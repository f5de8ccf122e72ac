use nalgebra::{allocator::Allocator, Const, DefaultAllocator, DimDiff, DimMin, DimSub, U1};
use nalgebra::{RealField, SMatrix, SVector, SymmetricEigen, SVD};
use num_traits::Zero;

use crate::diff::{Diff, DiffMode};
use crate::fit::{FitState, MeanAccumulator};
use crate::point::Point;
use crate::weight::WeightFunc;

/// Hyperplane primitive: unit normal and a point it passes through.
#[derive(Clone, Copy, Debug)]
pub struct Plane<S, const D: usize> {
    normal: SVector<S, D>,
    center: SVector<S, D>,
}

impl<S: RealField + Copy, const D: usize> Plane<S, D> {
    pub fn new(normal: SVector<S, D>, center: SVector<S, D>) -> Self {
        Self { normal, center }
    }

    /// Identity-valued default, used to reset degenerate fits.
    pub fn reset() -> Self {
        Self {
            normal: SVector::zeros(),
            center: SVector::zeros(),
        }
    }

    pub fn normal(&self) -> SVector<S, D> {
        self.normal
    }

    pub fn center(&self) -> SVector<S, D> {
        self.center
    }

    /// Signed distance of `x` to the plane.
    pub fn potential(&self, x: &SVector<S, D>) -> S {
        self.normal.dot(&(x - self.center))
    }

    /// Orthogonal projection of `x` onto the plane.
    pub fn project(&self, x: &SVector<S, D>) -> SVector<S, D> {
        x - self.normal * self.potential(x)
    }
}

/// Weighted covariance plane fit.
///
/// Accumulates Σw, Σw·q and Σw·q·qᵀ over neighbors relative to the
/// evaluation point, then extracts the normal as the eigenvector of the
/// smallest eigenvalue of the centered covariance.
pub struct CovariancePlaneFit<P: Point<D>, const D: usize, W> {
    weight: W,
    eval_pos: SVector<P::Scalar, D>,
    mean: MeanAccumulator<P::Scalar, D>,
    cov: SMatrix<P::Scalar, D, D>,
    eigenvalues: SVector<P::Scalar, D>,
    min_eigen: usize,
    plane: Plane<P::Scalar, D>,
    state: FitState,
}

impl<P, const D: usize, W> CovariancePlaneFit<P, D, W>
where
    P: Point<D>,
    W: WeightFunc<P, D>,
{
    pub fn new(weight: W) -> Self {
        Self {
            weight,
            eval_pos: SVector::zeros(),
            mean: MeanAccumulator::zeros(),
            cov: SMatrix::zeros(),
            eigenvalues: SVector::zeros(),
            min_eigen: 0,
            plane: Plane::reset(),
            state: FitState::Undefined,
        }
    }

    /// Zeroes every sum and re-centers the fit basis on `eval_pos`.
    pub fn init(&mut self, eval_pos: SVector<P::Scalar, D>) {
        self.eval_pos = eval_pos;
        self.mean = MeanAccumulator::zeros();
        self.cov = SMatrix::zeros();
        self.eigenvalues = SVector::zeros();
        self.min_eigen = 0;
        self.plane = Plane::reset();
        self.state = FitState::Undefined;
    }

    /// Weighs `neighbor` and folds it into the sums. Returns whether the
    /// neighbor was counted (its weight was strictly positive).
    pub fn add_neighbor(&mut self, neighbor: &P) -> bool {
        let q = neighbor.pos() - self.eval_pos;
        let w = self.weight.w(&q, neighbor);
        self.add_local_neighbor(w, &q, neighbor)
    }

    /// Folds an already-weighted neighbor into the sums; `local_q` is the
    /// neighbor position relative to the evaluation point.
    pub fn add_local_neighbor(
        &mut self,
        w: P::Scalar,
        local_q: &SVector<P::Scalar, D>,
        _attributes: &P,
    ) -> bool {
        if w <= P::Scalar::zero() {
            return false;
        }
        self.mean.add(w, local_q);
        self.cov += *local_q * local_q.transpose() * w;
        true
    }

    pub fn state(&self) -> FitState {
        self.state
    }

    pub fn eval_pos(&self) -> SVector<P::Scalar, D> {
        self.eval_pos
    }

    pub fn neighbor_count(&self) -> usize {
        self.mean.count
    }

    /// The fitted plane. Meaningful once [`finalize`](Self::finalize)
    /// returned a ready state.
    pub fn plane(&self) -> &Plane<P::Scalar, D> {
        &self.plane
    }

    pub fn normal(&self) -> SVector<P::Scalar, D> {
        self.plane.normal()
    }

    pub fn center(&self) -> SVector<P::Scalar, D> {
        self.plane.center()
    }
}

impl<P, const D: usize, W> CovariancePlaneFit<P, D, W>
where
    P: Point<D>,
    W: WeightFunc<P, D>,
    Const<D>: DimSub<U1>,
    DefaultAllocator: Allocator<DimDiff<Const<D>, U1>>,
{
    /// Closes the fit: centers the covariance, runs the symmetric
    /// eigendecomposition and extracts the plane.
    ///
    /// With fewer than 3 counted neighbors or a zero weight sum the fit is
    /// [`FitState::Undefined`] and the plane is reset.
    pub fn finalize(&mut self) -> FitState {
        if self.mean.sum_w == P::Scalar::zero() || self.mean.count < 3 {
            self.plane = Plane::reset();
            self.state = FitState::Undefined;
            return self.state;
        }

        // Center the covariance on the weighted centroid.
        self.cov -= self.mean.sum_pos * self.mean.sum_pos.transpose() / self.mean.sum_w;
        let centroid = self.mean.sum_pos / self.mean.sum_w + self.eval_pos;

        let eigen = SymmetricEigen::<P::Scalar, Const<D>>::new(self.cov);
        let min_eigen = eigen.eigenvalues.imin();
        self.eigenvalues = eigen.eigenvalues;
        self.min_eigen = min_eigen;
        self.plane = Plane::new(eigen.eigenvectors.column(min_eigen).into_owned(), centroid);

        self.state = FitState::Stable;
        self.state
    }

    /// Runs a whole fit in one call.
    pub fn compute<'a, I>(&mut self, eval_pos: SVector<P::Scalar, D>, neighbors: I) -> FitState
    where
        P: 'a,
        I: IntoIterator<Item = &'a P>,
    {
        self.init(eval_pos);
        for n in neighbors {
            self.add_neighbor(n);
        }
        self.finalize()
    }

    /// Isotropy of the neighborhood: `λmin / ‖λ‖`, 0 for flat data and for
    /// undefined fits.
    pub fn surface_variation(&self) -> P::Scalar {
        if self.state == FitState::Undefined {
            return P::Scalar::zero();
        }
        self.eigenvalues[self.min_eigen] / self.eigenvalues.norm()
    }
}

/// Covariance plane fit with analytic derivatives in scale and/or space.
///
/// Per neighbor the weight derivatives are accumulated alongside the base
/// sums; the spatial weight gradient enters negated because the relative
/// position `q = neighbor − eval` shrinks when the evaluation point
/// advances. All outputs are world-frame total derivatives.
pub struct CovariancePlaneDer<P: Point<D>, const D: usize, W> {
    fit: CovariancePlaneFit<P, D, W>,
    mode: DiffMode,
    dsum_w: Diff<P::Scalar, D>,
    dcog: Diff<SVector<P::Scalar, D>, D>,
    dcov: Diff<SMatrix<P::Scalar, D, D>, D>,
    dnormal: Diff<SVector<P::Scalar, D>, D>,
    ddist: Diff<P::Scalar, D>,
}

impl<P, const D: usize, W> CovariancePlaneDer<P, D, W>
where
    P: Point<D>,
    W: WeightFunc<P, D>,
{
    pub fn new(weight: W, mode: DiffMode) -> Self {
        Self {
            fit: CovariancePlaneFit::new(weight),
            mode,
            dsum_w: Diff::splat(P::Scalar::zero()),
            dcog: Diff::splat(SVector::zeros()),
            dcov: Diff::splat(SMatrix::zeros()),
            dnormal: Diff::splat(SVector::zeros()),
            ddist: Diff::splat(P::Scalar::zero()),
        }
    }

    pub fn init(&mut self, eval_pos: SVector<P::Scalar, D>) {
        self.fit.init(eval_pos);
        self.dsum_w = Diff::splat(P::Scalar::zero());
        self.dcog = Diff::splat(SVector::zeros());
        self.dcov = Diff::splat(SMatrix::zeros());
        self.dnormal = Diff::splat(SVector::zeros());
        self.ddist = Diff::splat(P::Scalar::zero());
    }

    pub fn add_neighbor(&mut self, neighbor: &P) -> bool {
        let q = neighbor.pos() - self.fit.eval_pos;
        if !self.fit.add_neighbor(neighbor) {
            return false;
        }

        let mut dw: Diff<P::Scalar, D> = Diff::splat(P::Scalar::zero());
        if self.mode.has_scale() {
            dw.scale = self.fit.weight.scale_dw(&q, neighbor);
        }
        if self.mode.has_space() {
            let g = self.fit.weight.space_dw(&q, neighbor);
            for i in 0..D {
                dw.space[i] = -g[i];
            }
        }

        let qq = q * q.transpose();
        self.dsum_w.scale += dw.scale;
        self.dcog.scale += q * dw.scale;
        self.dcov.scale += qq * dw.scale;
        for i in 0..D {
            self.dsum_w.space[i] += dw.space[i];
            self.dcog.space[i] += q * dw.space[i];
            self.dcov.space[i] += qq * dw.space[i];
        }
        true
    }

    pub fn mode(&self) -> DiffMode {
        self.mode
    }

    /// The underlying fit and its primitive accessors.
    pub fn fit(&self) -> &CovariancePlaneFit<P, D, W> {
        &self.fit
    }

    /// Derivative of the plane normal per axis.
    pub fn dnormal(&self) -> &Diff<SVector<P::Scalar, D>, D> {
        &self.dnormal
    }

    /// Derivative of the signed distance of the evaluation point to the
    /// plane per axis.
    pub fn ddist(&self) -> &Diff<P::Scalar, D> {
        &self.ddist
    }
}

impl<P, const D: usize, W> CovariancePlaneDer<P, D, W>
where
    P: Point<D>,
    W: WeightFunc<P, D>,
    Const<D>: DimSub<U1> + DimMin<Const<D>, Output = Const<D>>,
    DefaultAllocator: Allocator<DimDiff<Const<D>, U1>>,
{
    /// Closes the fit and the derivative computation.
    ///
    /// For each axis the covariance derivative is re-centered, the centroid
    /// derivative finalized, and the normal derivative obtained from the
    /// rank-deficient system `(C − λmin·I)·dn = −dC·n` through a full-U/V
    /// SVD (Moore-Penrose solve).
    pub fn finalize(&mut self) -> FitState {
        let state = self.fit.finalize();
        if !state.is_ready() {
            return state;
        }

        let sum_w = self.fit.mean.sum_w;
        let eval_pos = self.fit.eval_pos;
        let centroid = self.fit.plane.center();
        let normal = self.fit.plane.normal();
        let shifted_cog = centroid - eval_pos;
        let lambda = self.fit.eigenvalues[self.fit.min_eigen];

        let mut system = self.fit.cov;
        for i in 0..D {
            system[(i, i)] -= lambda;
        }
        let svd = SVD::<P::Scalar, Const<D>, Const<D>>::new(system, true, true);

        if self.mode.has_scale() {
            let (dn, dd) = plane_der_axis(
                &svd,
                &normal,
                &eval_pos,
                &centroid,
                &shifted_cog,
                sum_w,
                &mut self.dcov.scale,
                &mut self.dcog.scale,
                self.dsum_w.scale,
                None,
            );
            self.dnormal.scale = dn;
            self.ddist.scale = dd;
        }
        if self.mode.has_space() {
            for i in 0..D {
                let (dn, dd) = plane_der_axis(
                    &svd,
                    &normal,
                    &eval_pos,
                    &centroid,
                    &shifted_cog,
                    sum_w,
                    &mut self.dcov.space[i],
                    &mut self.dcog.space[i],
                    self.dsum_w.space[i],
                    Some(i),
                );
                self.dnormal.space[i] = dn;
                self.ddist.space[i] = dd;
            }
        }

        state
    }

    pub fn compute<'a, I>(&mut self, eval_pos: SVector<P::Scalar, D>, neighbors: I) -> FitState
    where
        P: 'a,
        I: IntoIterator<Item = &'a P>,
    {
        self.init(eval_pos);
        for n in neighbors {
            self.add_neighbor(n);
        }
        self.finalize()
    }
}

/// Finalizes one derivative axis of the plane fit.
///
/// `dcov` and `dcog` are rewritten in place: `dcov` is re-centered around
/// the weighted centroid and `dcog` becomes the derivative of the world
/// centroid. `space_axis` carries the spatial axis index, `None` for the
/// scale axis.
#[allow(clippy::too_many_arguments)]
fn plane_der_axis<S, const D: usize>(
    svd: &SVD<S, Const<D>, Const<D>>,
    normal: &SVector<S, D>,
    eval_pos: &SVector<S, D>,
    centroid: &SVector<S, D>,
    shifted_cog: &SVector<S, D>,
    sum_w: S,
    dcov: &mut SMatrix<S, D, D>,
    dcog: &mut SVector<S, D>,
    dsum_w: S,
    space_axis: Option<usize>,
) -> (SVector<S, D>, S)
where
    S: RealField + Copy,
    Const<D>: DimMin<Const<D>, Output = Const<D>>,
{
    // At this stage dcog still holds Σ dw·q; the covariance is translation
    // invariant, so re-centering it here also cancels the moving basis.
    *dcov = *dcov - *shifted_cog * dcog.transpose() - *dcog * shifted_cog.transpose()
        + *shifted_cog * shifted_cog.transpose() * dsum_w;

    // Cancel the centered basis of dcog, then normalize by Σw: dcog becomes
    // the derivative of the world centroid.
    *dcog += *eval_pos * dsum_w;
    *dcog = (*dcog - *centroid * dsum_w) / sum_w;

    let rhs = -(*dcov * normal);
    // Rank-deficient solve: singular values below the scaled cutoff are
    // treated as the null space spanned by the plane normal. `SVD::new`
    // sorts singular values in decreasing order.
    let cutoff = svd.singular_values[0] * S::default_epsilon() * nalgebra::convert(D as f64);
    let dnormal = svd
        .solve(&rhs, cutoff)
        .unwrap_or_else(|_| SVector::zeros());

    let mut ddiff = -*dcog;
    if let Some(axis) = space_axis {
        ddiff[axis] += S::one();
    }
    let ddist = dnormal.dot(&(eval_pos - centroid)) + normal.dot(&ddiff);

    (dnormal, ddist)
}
▬▬▬
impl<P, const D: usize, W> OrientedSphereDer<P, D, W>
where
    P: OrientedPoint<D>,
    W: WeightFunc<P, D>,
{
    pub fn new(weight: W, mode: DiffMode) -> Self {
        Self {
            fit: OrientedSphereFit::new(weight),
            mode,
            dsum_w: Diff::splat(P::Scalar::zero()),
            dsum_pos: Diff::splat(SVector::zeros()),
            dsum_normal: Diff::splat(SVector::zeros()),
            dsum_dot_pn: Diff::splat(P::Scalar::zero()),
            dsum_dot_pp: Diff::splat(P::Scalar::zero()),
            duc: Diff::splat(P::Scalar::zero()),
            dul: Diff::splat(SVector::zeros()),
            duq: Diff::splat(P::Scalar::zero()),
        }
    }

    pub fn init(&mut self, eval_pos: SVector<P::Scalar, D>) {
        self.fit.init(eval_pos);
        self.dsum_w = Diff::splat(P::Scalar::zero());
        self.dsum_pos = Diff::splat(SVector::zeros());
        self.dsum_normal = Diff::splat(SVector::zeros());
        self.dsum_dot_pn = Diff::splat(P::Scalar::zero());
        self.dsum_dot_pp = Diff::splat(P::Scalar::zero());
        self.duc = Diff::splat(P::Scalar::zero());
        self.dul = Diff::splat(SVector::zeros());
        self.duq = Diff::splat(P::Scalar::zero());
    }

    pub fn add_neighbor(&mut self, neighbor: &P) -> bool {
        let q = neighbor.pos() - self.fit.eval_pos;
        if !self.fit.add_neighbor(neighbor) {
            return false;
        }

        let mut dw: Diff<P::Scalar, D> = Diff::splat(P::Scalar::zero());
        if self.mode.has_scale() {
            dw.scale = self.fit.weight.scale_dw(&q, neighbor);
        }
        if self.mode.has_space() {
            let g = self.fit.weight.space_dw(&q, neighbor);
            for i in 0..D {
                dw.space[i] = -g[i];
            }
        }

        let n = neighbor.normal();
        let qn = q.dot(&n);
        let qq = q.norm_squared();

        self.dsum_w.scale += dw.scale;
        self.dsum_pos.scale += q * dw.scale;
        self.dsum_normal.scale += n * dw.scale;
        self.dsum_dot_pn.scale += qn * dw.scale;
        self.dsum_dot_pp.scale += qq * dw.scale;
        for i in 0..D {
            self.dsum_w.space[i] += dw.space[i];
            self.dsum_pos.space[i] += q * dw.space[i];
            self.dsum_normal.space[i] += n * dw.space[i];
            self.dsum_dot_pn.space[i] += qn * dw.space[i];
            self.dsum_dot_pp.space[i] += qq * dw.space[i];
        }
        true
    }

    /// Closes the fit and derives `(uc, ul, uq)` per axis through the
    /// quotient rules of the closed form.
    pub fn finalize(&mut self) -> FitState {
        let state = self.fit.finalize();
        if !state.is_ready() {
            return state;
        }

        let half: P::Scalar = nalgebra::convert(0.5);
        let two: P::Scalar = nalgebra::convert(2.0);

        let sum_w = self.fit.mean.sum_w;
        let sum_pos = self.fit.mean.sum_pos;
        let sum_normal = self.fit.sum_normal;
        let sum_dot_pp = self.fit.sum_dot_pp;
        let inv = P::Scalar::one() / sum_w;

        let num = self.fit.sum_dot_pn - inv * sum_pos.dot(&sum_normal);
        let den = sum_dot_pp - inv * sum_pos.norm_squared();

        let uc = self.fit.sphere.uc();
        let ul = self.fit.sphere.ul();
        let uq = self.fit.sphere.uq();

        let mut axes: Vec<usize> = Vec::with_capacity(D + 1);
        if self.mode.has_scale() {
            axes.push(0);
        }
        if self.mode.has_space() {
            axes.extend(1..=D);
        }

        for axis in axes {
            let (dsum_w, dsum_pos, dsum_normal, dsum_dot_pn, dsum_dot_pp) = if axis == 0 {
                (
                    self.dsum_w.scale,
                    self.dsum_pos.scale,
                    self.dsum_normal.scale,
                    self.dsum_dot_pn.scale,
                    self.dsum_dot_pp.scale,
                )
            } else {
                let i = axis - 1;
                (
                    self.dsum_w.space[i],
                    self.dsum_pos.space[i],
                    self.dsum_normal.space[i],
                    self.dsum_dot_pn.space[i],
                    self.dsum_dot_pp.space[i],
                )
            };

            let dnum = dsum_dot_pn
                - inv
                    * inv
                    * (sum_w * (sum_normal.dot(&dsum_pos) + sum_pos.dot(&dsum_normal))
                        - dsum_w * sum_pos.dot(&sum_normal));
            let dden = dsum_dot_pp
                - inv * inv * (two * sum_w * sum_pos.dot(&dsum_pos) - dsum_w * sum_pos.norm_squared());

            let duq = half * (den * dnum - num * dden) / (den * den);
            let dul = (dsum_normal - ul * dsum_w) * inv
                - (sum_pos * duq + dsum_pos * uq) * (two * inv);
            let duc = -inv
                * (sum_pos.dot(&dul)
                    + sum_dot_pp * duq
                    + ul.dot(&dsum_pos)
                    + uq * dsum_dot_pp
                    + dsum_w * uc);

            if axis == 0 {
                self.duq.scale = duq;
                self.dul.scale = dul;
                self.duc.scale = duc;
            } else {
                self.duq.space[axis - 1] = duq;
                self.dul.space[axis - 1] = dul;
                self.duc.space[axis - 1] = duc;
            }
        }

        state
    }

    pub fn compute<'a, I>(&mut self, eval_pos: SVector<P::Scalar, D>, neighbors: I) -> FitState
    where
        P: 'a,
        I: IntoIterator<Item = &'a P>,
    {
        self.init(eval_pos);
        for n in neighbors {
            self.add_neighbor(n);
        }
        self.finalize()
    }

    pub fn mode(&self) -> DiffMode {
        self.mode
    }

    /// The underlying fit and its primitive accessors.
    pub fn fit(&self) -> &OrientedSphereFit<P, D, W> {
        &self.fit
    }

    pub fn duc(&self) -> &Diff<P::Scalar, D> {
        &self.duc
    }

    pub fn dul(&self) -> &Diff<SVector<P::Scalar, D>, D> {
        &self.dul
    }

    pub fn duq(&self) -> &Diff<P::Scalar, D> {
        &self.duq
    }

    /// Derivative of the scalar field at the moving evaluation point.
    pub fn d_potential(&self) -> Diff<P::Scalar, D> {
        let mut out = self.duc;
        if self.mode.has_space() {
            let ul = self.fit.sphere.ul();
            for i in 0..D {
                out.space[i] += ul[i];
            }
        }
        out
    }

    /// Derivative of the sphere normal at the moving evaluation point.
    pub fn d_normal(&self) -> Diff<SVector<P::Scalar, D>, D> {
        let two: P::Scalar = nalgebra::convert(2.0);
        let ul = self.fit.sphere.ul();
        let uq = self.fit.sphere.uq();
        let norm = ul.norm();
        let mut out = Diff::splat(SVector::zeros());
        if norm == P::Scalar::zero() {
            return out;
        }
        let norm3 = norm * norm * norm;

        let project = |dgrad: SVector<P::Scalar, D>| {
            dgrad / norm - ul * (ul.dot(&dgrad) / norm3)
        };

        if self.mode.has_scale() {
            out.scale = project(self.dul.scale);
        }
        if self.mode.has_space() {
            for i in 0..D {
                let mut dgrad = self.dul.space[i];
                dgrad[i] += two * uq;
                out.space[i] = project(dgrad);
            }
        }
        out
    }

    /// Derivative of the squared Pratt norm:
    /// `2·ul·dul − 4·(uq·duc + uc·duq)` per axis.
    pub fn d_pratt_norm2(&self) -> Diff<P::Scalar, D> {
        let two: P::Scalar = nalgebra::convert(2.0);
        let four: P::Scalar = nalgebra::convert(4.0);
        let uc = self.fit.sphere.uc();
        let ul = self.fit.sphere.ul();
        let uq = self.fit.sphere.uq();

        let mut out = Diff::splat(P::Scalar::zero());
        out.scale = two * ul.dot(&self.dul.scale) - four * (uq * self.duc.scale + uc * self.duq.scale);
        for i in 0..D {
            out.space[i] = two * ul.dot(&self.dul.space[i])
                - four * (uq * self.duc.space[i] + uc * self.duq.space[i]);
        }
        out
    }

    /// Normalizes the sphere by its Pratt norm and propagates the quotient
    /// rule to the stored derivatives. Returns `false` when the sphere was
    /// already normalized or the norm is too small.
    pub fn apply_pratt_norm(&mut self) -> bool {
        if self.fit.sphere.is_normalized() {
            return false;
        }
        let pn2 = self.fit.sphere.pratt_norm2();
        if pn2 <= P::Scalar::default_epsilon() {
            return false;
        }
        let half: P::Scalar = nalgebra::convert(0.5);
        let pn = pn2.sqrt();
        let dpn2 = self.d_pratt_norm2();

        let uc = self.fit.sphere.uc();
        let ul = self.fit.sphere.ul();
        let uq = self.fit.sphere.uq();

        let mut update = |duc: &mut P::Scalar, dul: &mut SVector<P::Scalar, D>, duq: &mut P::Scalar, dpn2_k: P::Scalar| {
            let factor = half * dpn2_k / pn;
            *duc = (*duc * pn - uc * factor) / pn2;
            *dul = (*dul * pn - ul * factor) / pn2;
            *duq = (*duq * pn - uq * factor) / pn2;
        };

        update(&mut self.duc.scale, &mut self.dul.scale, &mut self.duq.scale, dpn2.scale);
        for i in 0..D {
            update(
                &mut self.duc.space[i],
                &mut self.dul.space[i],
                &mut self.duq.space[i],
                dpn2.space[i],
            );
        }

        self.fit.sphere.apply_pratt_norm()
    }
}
▬▬▬
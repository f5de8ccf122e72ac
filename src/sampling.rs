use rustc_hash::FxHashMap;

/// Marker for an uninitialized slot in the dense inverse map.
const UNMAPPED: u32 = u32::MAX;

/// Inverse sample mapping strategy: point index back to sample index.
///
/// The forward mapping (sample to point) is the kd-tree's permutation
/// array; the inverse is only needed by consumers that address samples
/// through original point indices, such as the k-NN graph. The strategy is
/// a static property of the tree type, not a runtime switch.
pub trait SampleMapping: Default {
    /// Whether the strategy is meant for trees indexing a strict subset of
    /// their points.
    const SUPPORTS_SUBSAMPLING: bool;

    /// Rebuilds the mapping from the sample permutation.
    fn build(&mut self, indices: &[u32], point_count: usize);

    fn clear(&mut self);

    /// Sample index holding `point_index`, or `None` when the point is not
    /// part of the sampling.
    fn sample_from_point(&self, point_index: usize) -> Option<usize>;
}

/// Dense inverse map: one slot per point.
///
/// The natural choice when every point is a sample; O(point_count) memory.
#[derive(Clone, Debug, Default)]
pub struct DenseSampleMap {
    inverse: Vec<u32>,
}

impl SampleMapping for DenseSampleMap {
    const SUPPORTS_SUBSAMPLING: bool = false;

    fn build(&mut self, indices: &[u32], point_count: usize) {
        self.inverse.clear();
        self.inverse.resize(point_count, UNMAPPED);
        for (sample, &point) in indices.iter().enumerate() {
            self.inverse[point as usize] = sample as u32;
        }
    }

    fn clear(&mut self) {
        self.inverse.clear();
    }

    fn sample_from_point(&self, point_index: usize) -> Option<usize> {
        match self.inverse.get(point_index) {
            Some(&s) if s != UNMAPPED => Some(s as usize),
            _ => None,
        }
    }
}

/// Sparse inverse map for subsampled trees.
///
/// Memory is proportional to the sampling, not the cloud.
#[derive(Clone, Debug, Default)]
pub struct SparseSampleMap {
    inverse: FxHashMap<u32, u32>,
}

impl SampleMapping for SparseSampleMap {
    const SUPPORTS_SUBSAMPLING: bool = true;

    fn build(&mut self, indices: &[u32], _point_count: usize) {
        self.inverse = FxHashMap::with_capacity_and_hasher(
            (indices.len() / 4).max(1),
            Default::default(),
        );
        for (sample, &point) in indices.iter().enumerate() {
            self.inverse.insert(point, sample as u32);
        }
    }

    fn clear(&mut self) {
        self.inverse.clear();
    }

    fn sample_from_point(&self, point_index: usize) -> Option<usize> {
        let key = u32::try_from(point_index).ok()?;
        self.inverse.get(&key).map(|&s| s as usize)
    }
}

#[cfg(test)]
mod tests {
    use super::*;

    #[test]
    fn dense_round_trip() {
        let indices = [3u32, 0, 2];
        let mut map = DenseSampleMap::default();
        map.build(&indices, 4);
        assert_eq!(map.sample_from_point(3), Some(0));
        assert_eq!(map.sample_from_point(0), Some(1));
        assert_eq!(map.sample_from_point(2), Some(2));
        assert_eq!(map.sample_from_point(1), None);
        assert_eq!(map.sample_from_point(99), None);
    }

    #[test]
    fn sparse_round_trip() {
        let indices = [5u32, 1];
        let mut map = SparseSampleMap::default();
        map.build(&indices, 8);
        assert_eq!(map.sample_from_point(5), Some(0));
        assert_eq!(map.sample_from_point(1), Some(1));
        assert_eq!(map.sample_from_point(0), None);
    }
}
▬▬▬
What is needed
Please go through the listing and return each line that has "counted" in it.

Written solution
    /// neighbor was counted (its weight was strictly positive).
    /// With fewer than 3 counted neighbors or a zero weight sum the fit is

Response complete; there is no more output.